Top of Records for this exercise

//! Error types for run loop operations

/// Error type for run loop operations
#[derive(Debug, thiserror::Error)]
pub enum LoopError {
    /// The loop stopped before a submitted block could execute
    #[error("Run loop stopped before the block executed")]
    Stopped,

    /// The dedicated loop thread could not be created
    #[error("Failed to spawn loop thread: {0}")]
    Spawn(#[from] std::io::Error),
}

Bottom of Records for this exercise

#### About this exercise
All records above are to be output again exactly as they stand.

#### Expected output
//! Error types for run loop operations

/// Error type for run loop operations
#[derive(Debug, thiserror::Error)]
pub enum LoopError {
    /// The loop stopped before a submitted block could execute
    #[error("Run loop stopped before the block executed")]
    Stopped,

    /// The dedicated loop thread could not be created
    #[error("Failed to spawn loop thread: {0}")]
    Spawn(#[from] std::io::Error),
}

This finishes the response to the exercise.